Collected data
========================

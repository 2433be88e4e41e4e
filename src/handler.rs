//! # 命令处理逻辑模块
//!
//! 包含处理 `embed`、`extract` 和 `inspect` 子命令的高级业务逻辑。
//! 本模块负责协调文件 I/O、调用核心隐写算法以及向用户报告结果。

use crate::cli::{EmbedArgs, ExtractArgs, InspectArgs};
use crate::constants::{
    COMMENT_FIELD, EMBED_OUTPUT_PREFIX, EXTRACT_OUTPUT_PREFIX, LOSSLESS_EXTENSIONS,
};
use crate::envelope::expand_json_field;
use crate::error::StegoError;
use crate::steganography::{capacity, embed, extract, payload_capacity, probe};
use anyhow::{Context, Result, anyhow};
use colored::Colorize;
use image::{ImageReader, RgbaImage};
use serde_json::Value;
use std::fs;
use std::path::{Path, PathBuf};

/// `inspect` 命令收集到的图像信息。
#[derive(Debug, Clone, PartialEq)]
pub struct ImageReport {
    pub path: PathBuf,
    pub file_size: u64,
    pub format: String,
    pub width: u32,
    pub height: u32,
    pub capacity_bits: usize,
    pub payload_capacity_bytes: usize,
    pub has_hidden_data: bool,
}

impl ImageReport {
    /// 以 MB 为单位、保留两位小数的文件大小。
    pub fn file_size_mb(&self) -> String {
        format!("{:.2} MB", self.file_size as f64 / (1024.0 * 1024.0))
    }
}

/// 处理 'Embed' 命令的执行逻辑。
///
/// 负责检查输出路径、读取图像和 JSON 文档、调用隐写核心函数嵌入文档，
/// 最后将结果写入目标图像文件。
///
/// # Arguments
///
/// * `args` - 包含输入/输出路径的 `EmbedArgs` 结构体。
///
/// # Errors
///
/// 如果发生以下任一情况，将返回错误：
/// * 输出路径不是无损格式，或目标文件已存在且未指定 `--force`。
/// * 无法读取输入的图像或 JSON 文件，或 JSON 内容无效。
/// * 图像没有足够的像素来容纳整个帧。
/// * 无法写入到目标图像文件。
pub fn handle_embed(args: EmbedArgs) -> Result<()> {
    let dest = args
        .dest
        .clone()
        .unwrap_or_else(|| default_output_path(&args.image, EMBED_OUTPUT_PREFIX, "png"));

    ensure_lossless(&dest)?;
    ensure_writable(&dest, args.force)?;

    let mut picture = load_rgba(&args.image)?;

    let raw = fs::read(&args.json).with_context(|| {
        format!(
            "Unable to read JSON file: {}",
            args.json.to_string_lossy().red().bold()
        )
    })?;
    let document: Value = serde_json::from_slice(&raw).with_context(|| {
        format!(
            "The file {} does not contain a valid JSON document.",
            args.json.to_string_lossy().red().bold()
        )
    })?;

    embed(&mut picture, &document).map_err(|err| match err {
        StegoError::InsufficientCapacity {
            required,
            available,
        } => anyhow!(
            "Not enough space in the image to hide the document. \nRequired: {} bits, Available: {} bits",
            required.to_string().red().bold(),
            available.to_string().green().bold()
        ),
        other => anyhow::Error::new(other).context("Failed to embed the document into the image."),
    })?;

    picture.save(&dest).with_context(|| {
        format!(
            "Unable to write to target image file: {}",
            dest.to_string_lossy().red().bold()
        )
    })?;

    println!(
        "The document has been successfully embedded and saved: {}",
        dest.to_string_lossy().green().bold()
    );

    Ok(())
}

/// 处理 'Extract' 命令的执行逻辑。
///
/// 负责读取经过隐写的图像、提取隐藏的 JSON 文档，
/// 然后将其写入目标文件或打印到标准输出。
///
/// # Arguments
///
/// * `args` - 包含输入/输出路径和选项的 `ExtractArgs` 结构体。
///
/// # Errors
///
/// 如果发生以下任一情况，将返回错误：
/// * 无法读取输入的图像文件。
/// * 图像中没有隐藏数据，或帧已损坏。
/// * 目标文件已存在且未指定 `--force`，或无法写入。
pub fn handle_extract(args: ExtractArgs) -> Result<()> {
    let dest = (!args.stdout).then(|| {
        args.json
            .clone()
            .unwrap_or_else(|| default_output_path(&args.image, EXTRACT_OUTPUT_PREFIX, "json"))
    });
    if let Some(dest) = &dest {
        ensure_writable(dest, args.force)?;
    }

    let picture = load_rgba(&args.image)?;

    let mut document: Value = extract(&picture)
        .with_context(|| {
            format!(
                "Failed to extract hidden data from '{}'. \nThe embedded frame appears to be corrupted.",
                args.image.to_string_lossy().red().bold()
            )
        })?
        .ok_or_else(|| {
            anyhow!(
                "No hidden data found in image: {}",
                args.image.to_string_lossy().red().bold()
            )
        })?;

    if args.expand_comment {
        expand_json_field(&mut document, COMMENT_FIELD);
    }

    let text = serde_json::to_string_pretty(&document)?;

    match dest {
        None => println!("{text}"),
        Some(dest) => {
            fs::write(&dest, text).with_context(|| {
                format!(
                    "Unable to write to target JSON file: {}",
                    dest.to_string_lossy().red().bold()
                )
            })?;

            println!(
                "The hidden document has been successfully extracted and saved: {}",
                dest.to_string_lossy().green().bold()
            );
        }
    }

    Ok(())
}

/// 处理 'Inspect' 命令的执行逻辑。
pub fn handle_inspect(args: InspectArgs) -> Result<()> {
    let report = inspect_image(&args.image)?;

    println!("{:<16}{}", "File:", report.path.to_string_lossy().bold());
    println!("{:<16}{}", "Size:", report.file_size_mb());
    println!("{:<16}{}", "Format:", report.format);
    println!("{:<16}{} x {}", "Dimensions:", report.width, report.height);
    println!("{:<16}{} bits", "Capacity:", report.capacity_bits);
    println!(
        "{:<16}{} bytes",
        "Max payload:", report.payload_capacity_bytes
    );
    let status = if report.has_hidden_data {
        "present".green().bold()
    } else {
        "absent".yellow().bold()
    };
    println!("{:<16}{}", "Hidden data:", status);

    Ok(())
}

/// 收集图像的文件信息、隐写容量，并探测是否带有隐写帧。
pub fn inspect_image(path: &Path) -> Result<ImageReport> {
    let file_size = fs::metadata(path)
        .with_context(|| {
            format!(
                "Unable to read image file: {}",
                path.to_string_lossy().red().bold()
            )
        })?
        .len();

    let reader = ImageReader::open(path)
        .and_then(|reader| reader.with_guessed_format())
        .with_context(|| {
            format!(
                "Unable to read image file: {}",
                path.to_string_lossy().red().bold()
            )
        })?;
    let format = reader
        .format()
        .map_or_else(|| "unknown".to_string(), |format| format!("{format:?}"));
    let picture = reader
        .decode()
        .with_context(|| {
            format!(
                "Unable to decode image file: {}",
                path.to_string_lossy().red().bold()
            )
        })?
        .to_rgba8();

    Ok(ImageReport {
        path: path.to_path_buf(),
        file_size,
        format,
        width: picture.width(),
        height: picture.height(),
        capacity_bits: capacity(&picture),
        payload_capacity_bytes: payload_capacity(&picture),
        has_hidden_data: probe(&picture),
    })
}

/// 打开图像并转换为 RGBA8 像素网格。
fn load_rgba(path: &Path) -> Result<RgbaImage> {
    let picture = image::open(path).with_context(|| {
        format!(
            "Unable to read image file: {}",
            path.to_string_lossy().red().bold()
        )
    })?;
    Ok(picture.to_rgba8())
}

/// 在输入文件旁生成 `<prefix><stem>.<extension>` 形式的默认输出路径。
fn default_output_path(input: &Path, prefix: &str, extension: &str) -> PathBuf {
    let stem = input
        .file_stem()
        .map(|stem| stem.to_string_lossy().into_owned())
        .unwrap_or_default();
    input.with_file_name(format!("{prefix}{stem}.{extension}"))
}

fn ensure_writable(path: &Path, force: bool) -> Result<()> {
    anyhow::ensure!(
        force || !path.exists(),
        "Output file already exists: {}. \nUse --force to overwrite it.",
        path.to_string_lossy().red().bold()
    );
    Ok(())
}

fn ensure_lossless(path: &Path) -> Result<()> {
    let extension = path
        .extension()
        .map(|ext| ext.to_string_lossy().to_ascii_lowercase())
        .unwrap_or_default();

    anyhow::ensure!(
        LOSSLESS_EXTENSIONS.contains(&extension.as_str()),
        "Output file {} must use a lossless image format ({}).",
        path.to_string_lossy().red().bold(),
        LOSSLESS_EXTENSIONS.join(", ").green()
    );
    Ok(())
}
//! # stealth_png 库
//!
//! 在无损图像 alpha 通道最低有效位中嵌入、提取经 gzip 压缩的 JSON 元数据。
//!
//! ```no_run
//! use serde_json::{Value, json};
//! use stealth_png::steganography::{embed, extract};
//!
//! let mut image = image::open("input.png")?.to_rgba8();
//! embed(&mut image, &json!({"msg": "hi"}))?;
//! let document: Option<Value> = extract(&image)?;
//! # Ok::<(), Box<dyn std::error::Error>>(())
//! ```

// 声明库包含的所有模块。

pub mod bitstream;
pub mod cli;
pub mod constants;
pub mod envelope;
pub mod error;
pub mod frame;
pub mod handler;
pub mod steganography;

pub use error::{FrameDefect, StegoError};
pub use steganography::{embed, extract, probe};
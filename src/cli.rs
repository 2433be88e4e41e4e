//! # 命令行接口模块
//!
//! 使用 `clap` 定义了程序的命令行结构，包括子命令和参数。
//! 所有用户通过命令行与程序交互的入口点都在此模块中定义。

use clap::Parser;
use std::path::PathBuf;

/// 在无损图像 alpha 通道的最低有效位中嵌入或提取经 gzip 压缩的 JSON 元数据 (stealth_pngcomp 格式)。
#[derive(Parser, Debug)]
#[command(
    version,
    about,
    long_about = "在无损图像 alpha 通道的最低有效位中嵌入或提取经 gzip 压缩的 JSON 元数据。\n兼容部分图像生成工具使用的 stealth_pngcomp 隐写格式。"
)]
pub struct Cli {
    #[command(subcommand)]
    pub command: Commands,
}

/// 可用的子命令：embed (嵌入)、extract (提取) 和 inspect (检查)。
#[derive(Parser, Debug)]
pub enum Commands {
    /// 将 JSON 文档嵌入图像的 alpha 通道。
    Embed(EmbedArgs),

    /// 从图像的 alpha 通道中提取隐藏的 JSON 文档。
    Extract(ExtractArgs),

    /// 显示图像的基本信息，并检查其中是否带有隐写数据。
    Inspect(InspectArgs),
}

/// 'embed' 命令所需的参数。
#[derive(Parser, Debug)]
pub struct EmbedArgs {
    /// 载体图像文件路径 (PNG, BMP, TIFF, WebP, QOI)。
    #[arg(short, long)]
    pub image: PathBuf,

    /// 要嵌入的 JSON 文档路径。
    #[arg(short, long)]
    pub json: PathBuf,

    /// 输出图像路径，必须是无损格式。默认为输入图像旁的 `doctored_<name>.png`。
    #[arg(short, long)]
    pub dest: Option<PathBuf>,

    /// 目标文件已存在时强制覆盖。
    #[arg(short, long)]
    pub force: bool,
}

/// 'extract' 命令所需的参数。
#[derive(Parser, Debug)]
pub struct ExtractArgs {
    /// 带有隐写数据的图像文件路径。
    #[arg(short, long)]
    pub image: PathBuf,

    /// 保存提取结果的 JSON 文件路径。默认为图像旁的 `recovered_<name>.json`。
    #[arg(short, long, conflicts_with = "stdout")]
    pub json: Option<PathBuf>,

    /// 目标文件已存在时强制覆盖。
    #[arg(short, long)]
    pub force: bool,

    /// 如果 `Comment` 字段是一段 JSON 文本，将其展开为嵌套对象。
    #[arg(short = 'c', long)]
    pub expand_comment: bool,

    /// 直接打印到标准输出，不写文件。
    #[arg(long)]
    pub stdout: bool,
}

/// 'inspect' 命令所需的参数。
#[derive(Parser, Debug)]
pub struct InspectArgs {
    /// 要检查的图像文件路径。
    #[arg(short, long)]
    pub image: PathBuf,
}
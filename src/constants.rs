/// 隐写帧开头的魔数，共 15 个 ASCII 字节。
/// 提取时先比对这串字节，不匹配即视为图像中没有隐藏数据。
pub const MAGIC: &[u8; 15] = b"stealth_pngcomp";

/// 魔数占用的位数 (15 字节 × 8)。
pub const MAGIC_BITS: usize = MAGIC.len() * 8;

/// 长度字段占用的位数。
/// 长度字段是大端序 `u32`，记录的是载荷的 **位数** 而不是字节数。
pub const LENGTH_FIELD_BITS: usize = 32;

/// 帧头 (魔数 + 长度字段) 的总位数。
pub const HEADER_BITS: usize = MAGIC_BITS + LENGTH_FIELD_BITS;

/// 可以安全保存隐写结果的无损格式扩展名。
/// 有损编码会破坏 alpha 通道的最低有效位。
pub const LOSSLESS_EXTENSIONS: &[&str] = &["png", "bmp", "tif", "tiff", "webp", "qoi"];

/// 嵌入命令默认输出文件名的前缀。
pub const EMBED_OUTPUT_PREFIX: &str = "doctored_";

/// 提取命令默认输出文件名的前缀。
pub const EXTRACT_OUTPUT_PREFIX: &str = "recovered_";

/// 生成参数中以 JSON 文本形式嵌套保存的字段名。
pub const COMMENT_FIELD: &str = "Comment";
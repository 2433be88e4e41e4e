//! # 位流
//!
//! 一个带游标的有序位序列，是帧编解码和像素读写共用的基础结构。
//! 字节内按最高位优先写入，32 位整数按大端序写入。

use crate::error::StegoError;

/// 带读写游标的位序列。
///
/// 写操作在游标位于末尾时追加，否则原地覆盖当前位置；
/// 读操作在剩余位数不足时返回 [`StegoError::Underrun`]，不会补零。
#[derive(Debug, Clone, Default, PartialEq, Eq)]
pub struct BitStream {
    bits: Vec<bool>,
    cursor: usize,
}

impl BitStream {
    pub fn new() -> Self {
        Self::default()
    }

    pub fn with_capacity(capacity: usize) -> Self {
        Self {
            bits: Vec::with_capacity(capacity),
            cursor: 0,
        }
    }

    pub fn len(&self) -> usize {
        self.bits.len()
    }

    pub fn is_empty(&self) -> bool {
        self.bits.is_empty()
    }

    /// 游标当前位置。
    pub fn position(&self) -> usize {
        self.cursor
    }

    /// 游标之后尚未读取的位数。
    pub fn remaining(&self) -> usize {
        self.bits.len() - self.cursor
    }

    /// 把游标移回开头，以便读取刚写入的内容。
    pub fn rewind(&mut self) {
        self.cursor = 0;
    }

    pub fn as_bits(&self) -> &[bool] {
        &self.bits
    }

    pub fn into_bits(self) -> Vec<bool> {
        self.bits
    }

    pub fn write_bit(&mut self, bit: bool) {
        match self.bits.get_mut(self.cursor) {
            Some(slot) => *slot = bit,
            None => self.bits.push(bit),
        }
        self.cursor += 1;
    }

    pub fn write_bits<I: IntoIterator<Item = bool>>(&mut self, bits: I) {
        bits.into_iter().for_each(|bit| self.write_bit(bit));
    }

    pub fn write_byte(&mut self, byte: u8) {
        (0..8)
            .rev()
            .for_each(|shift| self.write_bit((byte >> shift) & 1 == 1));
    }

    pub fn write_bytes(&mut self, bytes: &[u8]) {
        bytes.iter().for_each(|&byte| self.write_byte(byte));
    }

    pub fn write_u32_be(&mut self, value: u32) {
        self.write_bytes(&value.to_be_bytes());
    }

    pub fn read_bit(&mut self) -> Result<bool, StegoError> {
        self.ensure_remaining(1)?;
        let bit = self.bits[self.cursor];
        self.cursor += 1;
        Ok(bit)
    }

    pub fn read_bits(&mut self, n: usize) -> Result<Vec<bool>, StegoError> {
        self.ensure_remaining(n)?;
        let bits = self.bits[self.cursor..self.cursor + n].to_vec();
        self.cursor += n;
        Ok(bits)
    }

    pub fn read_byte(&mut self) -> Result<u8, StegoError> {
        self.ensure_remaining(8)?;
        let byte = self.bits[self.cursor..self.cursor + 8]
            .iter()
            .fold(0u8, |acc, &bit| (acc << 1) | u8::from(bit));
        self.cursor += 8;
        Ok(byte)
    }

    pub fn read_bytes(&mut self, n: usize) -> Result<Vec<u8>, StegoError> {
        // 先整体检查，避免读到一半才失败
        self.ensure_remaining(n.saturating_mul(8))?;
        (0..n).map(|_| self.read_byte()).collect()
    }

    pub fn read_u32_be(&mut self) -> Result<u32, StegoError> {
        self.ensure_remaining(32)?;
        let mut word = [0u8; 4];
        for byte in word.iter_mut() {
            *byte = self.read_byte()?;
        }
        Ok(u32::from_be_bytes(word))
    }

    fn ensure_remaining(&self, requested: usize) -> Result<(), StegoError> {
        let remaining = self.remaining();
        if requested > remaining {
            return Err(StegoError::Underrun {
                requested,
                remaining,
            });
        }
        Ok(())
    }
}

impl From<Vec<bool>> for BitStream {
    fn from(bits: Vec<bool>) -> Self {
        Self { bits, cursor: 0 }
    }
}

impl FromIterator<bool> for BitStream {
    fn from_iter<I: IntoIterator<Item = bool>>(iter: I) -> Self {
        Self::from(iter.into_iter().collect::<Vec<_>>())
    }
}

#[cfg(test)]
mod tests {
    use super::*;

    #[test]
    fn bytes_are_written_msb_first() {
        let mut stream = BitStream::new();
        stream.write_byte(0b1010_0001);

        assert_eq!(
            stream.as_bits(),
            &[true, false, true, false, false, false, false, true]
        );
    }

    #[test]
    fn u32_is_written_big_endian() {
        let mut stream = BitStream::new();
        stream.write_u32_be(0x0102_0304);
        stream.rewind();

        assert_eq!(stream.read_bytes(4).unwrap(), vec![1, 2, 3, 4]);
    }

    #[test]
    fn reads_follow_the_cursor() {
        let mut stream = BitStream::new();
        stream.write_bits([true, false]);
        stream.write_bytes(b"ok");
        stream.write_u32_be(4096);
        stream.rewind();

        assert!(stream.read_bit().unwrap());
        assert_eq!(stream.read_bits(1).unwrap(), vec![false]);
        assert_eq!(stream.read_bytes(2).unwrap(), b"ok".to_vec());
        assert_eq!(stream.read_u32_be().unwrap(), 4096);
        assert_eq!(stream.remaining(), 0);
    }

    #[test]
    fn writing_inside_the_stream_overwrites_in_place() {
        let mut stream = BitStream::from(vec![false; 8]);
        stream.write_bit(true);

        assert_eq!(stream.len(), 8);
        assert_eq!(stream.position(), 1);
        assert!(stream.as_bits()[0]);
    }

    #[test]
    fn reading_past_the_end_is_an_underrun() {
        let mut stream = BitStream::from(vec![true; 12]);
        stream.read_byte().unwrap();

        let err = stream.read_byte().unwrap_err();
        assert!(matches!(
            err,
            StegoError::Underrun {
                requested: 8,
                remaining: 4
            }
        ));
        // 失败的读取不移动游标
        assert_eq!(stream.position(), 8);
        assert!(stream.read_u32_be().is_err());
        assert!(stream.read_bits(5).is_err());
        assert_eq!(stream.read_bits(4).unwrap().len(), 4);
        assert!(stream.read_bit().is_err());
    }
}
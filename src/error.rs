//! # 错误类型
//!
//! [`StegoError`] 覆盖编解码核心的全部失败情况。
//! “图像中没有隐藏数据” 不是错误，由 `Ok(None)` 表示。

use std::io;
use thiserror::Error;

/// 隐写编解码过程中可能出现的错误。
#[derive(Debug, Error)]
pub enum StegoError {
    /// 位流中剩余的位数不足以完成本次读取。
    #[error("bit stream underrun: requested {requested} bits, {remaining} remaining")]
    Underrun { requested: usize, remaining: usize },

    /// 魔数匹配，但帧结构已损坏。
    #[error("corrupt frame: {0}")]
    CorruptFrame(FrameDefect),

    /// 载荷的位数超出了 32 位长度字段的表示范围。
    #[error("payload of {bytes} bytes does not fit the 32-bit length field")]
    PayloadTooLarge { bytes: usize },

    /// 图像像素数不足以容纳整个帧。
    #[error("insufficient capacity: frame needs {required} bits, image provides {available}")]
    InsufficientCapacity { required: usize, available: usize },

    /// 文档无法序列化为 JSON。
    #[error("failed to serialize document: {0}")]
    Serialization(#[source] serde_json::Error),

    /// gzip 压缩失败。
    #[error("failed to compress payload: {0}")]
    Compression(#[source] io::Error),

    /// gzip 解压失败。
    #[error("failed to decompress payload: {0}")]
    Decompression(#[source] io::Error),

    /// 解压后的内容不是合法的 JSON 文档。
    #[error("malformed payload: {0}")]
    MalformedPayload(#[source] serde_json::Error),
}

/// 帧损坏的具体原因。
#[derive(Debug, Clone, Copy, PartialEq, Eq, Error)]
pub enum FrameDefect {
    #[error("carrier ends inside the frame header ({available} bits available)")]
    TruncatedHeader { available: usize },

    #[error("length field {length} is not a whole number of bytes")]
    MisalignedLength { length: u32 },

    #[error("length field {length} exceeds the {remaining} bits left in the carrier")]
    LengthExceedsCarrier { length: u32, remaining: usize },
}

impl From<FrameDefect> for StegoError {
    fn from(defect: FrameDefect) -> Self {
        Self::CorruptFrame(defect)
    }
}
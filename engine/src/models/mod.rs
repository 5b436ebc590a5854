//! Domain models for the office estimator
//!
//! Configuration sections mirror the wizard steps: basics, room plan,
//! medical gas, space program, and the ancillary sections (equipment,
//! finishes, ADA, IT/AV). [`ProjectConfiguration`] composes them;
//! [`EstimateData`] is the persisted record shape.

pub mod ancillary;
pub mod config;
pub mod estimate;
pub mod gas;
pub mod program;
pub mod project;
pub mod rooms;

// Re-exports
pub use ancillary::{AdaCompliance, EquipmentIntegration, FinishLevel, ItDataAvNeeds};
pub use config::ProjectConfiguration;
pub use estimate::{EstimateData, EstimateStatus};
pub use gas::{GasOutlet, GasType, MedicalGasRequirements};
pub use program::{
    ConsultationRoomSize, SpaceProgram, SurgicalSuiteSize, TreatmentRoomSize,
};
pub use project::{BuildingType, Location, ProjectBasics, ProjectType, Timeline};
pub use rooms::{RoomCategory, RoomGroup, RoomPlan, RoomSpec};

========================

◆ YOUR OBJECTIVE
Copy the lines of the data above exactly as written, beginning with the line containing "use crate::envelope::expand_json_field;" and ending with the line containing "let dest = args", and leave out all other lines.

◆ ANSWER SPACE
use crate::envelope::expand_json_field;
use crate::error::StegoError;
use crate::steganography::{capacity, embed, extract, payload_capacity, probe};
use anyhow::{Context, Result, anyhow};
use colored::Colorize;
use image::{ImageReader, RgbaImage};
use serde_json::Value;
use std::fs;
use std::path::{Path, PathBuf};

/// `inspect` 命令收集到的图像信息。
#[derive(Debug, Clone, PartialEq)]
pub struct ImageReport {
    pub path: PathBuf,
    pub file_size: u64,
    pub format: String,
    pub width: u32,
    pub height: u32,
    pub capacity_bits: usize,
    pub payload_capacity_bytes: usize,
    pub has_hidden_data: bool,
}

impl ImageReport {
    /// 以 MB 为单位、保留两位小数的文件大小。
    pub fn file_size_mb(&self) -> String {
        format!("{:.2} MB", self.file_size as f64 / (1024.0 * 1024.0))
    }
}

/// 处理 'Embed' 命令的执行逻辑。
///
/// 负责检查输出路径、读取图像和 JSON 文档、调用隐写核心函数嵌入文档，
/// 最后将结果写入目标图像文件。
///
/// # Arguments
///
/// * `args` - 包含输入/输出路径的 `EmbedArgs` 结构体。
///
/// # Errors
///
/// 如果发生以下任一情况，将返回错误：
/// * 输出路径不是无损格式，或目标文件已存在且未指定 `--force`。
/// * 无法读取输入的图像或 JSON 文件，或 JSON 内容无效。
/// * 图像没有足够的像素来容纳整个帧。
/// * 无法写入到目标图像文件。
pub fn handle_embed(args: EmbedArgs) -> Result<()> {
    let dest = args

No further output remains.